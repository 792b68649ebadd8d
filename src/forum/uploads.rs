use std::path::Path;

use crate::error::{AppError, AppResult};

pub const MAX_IMAGE_BYTES: usize = 5 * 1024 * 1024;

const ALLOWED_EXTENSIONS: &[&str] = &[".jpg", ".jpeg", ".png", ".gif"];

/// An image attached to a post form, held in memory until it passes
/// validation. Nothing touches the filesystem before `store`.
#[derive(Debug, Clone)]
pub struct ImageUpload {
    pub filename: String,
    pub data: Vec<u8>,
}

/// Validate size, extension, and sniffed content type. Returns the
/// normalized (lowercase) extension on success.
pub fn validate(upload: &ImageUpload) -> AppResult<String> {
    if upload.data.len() > MAX_IMAGE_BYTES {
        return Err(AppError::InvalidInput(
            "Image file is too large. Maximum size is 5MB.".into(),
        ));
    }

    let ext = extension_of(&upload.filename).ok_or_else(|| {
        AppError::InvalidInput("Invalid file type. Only JPG, PNG, and GIF are allowed.".into())
    })?;

    // The declared extension is not trusted on its own; the leading bytes
    // must carry a known image signature.
    let head = &upload.data[..upload.data.len().min(512)];
    if sniff_content_type(head).is_none() {
        return Err(AppError::InvalidInput(
            "Invalid image type. Only JPG, PNG, and GIF are allowed.".into(),
        ));
    }

    Ok(ext)
}

/// Write a validated upload under the uploads directory as
/// `<user_id>_<unix_secs><ext>` and return the public path posts store.
pub fn store(uploads_dir: &Path, user_id: i64, upload: &ImageUpload) -> AppResult<String> {
    let ext = validate(upload)?;
    let timestamp = chrono::Utc::now().timestamp();
    let filename = format!("{}_{}{}", user_id, timestamp, ext);

    std::fs::create_dir_all(uploads_dir)?;
    std::fs::write(uploads_dir.join(&filename), &upload.data)?;

    Ok(format!("/static/uploads/{}", filename))
}

fn extension_of(filename: &str) -> Option<String> {
    let dot = filename.rfind('.')?;
    let ext = filename[dot..].to_ascii_lowercase();
    ALLOWED_EXTENSIONS.contains(&ext.as_str()).then_some(ext)
}

/// Magic-byte detection for the three accepted formats, matched against
/// the first bytes of the file.
fn sniff_content_type(head: &[u8]) -> Option<&'static str> {
    if head.starts_with(&[0xFF, 0xD8, 0xFF]) {
        Some("image/jpeg")
    } else if head.starts_with(&[0x89, b'P', b'N', b'G', 0x0D, 0x0A, 0x1A, 0x0A]) {
        Some("image/png")
    } else if head.starts_with(b"GIF87a") || head.starts_with(b"GIF89a") {
        Some("image/gif")
    } else {
        None
    }
}

#[cfg(test)]
mod tests {
    use super::*;

    fn png_bytes() -> Vec<u8> {
        let mut data = vec![0x89, b'P', b'N', b'G', 0x0D, 0x0A, 0x1A, 0x0A];
        data.extend_from_slice(&[0u8; 64]);
        data
    }

    fn upload(filename: &str, data: Vec<u8>) -> ImageUpload {
        ImageUpload {
            filename: filename.to_string(),
            data,
        }
    }

    #[test]
    fn accepts_valid_png() {
        let ext = validate(&upload("photo.PNG", png_bytes())).unwrap();
        assert_eq!(ext, ".png");
    }

    #[test]
    fn rejects_oversized_file() {
        let mut data = png_bytes();
        data.resize(MAX_IMAGE_BYTES + 1, 0);
        let err = validate(&upload("photo.png", data)).unwrap_err();
        assert!(matches!(err, AppError::InvalidInput(ref m) if m.contains("too large")));
    }

    #[test]
    fn rejects_unknown_extension() {
        let err = validate(&upload("photo.bmp", png_bytes())).unwrap_err();
        assert!(matches!(err, AppError::InvalidInput(_)));
    }

    #[test]
    fn rejects_extension_content_mismatch() {
        // .png name, but no image signature in the bytes
        let err = validate(&upload("photo.png", b"not an image at all".to_vec())).unwrap_err();
        assert!(matches!(err, AppError::InvalidInput(_)));
    }

    #[test]
    fn sniffs_all_three_formats() {
        assert_eq!(sniff_content_type(&[0xFF, 0xD8, 0xFF, 0xE0]), Some("image/jpeg"));
        assert_eq!(sniff_content_type(&png_bytes()), Some("image/png"));
        assert_eq!(sniff_content_type(b"GIF89a..."), Some("image/gif"));
        assert_eq!(sniff_content_type(b"plain text"), None);
    }

    #[test]
    fn store_writes_file_and_returns_public_path() {
        let tmp = tempfile::tempdir().unwrap();
        let path = store(tmp.path(), 7, &upload("photo.png", png_bytes())).unwrap();
        assert!(path.starts_with("/static/uploads/7_"));
        assert!(path.ends_with(".png"));

        let name = path.rsplit('/').next().unwrap();
        assert!(tmp.path().join(name).exists());
    }

    #[test]
    fn store_rejects_invalid_upload_without_writing() {
        let tmp = tempfile::tempdir().unwrap();
        assert!(store(tmp.path(), 7, &upload("x.png", b"nope".to_vec())).is_err());
        assert_eq!(std::fs::read_dir(tmp.path()).unwrap().count(), 0);
    }
}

**What to do:**
Restating every entry above word for word is the whole task.

**Output below:**
repository 792b68649ebadd8d
filename src/forum/uploads.rs
use std::path::Path;

use crate::error::{AppError, AppResult};

pub const MAX_IMAGE_BYTES: usize = 5 * 1024 * 1024;

const ALLOWED_EXTENSIONS: &[&str] = &[".jpg", ".jpeg", ".png", ".gif"];

/// An image attached to a post form, held in memory until it passes
/// validation. Nothing touches the filesystem before `store`.
#[derive(Debug, Clone)]
pub struct ImageUpload {
    pub filename: String,
    pub data: Vec<u8>,
}

/// Validate size, extension, and sniffed content type. Returns the
/// normalized (lowercase) extension on success.
pub fn validate(upload: &ImageUpload) -> AppResult<String> {
    if upload.data.len() > MAX_IMAGE_BYTES {
        return Err(AppError::InvalidInput(
            "Image file is too large. Maximum size is 5MB.".into(),
        ));
    }

    let ext = extension_of(&upload.filename).ok_or_else(|| {
        AppError::InvalidInput("Invalid file type. Only JPG, PNG, and GIF are allowed.".into())
    })?;

    // The declared extension is not trusted on its own; the leading bytes
    // must carry a known image signature.
    let head = &upload.data[..upload.data.len().min(512)];
    if sniff_content_type(head).is_none() {
        return Err(AppError::InvalidInput(
            "Invalid image type. Only JPG, PNG, and GIF are allowed.".into(),
        ));
    }

    Ok(ext)
}

/// Write a validated upload under the uploads directory as
/// `<user_id>_<unix_secs><ext>` and return the public path posts store.
pub fn store(uploads_dir: &Path, user_id: i64, upload: &ImageUpload) -> AppResult<String> {
    let ext = validate(upload)?;
    let timestamp = chrono::Utc::now().timestamp();
    let filename = format!("{}_{}{}", user_id, timestamp, ext);

    std::fs::create_dir_all(uploads_dir)?;
    std::fs::write(uploads_dir.join(&filename), &upload.data)?;

    Ok(format!("/static/uploads/{}", filename))
}

fn extension_of(filename: &str) -> Option<String> {
    let dot = filename.rfind('.')?;
    let ext = filename[dot..].to_ascii_lowercase();
    ALLOWED_EXTENSIONS.contains(&ext.as_str()).then_some(ext)
}

/// Magic-byte detection for the three accepted formats, matched against
/// the first bytes of the file.
fn sniff_content_type(head: &[u8]) -> Option<&'static str> {
    if head.starts_with(&[0xFF, 0xD8, 0xFF]) {
        Some("image/jpeg")
    } else if head.starts_with(&[0x89, b'P', b'N', b'G', 0x0D, 0x0A, 0x1A, 0x0A]) {
        Some("image/png")
    } else if head.starts_with(b"GIF87a") || head.starts_with(b"GIF89a") {
        Some("image/gif")
    } else {
        None
    }
}

#[cfg(test)]
mod tests {
    use super::*;

    fn png_bytes() -> Vec<u8> {
        let mut data = vec![0x89, b'P', b'N', b'G', 0x0D, 0x0A, 0x1A, 0x0A];
        data.extend_from_slice(&[0u8; 64]);
        data
    }

    fn upload(filename: &str, data: Vec<u8>) -> ImageUpload {
        ImageUpload {
            filename: filename.to_string(),
            data,
        }
    }

    #[test]
    fn accepts_valid_png() {
        let ext = validate(&upload("photo.PNG", png_bytes())).unwrap();
        assert_eq!(ext, ".png");
    }

    #[test]
    fn rejects_oversized_file() {
        let mut data = png_bytes();
        data.resize(MAX_IMAGE_BYTES + 1, 0);
        let err = validate(&upload("photo.png", data)).unwrap_err();
        assert!(matches!(err, AppError::InvalidInput(ref m) if m.contains("too large")));
    }

    #[test]
    fn rejects_unknown_extension() {
        let err = validate(&upload("photo.bmp", png_bytes())).unwrap_err();
        assert!(matches!(err, AppError::InvalidInput(_)));
    }

    #[test]
    fn rejects_extension_content_mismatch() {
        // .png name, but no image signature in the bytes
        let err = validate(&upload("photo.png", b"not an image at all".to_vec())).unwrap_err();
        assert!(matches!(err, AppError::InvalidInput(_)));
    }

    #[test]
    fn sniffs_all_three_formats() {
        assert_eq!(sniff_content_type(&[0xFF, 0xD8, 0xFF, 0xE0]), Some("image/jpeg"));
        assert_eq!(sniff_content_type(&png_bytes()), Some("image/png"));
        assert_eq!(sniff_content_type(b"GIF89a..."), Some("image/gif"));
        assert_eq!(sniff_content_type(b"plain text"), None);
    }

    #[test]
    fn store_writes_file_and_returns_public_path() {
        let tmp = tempfile::tempdir().unwrap();
        let path = store(tmp.path(), 7, &upload("photo.png", png_bytes())).unwrap();
        assert!(path.starts_with("/static/uploads/7_"));
        assert!(path.ends_with(".png"));

        let name = path.rsplit('/').next().unwrap();
        assert!(tmp.path().join(name).exists());
    }

    #[test]
    fn store_rejects_invalid_upload_without_writing() {
        let tmp = tempfile::tempdir().unwrap();
        assert!(store(tmp.path(), 7, &upload("x.png", b"nope".to_vec())).is_err());
        assert_eq!(std::fs::read_dir(tmp.path()).unwrap().count(), 0);
    }
}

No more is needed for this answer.